[Saved entries]
*** Begin section ***
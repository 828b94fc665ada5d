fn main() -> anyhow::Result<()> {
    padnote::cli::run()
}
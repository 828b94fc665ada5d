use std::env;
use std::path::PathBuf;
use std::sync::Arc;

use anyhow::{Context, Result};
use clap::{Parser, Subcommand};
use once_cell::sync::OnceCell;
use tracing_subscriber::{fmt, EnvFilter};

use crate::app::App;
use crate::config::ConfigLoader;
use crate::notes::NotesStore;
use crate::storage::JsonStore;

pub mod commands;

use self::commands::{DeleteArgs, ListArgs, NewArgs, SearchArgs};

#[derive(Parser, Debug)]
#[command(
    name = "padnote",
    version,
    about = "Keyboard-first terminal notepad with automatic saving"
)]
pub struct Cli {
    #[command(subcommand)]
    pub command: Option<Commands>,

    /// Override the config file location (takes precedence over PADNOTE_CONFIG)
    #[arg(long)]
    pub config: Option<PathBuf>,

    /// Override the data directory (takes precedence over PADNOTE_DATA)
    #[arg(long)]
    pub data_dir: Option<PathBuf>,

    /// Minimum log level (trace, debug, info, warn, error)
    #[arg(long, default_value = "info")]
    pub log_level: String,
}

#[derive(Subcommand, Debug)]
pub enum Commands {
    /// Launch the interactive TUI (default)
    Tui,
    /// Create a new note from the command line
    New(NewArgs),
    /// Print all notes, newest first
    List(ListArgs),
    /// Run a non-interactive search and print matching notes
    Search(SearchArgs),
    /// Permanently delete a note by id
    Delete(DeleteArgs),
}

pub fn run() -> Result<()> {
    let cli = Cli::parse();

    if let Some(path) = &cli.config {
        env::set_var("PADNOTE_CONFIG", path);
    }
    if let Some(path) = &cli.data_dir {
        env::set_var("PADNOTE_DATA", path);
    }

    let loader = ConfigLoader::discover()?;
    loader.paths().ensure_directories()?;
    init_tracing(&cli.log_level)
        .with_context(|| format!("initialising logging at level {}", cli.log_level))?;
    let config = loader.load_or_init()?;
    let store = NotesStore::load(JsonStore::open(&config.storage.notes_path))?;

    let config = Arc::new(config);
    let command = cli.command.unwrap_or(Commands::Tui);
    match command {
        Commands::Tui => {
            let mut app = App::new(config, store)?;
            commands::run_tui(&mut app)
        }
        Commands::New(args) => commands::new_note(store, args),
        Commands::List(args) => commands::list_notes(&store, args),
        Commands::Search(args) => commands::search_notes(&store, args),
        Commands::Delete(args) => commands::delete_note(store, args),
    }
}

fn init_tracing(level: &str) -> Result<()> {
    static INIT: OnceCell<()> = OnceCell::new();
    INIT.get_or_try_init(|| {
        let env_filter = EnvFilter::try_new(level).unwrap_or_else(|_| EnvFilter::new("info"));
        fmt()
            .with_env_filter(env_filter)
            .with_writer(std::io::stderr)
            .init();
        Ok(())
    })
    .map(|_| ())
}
*** End section ***
*** Begin section ***
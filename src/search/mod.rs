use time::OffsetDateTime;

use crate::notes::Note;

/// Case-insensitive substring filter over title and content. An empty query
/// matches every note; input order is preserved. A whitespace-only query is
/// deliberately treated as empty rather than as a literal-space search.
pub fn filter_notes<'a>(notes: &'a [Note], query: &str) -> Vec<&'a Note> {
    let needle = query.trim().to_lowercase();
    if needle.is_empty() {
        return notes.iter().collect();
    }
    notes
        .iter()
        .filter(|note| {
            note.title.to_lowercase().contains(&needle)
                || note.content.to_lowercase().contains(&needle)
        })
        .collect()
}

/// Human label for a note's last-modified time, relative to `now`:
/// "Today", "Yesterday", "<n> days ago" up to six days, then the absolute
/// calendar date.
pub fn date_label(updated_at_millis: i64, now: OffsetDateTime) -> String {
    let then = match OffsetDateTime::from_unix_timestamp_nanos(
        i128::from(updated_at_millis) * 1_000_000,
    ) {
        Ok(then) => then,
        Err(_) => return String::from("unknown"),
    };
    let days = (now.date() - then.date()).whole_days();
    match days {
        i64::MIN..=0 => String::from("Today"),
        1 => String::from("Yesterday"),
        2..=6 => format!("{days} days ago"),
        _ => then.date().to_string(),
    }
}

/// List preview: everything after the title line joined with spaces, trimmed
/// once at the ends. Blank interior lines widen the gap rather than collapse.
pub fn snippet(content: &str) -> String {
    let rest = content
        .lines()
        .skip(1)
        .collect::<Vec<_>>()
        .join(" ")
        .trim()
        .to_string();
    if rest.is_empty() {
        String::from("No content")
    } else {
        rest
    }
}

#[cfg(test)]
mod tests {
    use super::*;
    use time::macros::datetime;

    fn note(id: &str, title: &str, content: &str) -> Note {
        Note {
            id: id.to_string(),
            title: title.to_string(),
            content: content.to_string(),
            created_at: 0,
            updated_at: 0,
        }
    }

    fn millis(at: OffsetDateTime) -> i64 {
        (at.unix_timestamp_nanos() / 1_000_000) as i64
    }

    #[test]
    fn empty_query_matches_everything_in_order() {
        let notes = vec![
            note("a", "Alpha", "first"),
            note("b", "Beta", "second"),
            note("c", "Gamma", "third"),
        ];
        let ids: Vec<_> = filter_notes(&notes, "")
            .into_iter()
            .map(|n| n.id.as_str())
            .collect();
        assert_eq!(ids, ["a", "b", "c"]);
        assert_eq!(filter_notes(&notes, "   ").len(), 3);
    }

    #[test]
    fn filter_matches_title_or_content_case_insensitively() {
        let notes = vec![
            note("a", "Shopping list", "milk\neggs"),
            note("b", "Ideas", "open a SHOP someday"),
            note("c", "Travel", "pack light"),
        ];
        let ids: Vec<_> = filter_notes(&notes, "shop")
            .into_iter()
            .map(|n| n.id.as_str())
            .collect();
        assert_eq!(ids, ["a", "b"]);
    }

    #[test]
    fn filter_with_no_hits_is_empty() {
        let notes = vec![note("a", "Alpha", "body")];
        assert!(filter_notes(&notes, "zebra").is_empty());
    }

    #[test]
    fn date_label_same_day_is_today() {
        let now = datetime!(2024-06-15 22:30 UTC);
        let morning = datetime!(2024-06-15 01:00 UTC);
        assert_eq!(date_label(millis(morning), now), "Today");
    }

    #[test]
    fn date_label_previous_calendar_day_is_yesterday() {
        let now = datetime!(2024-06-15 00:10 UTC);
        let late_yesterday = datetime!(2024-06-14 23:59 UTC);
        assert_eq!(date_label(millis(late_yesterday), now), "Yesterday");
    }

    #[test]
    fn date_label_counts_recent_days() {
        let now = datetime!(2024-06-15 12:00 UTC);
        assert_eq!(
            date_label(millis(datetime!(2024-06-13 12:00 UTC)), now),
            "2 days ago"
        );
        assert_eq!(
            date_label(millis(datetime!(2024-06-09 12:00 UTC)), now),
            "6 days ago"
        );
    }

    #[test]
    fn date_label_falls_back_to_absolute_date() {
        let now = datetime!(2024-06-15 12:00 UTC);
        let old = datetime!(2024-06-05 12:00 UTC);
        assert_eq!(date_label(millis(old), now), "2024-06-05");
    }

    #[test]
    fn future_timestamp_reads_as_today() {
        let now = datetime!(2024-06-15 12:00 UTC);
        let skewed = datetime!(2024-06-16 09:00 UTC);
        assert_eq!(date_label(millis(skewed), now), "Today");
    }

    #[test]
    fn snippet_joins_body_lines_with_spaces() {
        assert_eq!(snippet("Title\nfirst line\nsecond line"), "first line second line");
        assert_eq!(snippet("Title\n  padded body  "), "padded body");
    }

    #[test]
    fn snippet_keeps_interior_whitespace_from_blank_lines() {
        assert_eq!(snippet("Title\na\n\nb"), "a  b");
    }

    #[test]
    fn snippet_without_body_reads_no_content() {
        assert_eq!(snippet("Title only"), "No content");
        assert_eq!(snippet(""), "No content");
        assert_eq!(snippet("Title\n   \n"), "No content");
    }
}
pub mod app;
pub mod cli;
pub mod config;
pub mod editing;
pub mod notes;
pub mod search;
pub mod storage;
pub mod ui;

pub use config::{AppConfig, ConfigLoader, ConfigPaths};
*** End section ***
*** Begin section ***
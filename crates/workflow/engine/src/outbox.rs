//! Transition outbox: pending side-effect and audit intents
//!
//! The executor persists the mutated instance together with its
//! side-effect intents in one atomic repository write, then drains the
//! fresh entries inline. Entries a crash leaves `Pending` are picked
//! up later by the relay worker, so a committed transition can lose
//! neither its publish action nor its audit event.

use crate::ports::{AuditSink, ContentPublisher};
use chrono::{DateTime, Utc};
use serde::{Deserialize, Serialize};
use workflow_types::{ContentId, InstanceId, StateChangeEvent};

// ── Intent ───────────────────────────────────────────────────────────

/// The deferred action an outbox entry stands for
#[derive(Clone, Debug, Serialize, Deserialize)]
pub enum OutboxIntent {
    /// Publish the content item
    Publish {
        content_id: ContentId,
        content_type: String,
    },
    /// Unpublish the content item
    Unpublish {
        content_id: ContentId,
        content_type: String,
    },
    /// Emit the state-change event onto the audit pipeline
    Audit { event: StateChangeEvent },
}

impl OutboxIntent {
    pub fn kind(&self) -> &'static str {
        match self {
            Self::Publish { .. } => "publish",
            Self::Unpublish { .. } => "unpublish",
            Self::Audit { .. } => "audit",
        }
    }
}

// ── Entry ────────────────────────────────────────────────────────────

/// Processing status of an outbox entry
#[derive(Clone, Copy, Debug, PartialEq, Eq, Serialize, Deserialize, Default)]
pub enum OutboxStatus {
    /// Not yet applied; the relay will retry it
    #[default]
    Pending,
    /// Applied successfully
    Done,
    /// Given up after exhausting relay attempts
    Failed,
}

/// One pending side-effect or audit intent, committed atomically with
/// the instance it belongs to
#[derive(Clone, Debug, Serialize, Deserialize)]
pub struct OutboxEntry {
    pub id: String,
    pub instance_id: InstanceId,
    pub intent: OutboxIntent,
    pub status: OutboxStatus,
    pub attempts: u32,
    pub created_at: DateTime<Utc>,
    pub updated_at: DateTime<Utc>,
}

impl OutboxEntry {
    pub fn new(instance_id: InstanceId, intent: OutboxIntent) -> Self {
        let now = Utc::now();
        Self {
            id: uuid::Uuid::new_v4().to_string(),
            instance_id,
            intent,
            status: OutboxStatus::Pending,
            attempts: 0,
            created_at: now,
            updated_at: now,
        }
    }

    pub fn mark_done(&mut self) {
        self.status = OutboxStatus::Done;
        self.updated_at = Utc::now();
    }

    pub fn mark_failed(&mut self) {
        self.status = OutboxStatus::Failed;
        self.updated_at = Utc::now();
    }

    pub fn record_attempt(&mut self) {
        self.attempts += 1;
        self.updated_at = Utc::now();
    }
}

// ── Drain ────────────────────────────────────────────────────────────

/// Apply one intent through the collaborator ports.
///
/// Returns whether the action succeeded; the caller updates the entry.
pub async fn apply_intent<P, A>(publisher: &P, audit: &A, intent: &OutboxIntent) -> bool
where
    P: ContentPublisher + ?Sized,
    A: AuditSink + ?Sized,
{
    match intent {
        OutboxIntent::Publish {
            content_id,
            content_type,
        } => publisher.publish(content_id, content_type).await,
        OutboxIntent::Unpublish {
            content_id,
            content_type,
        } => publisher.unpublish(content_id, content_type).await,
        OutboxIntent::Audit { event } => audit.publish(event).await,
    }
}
*** End section ***
Each line of the data in which the string "item" appears needs to be copied.

    /// Publish the content item
    /// Unpublish the content item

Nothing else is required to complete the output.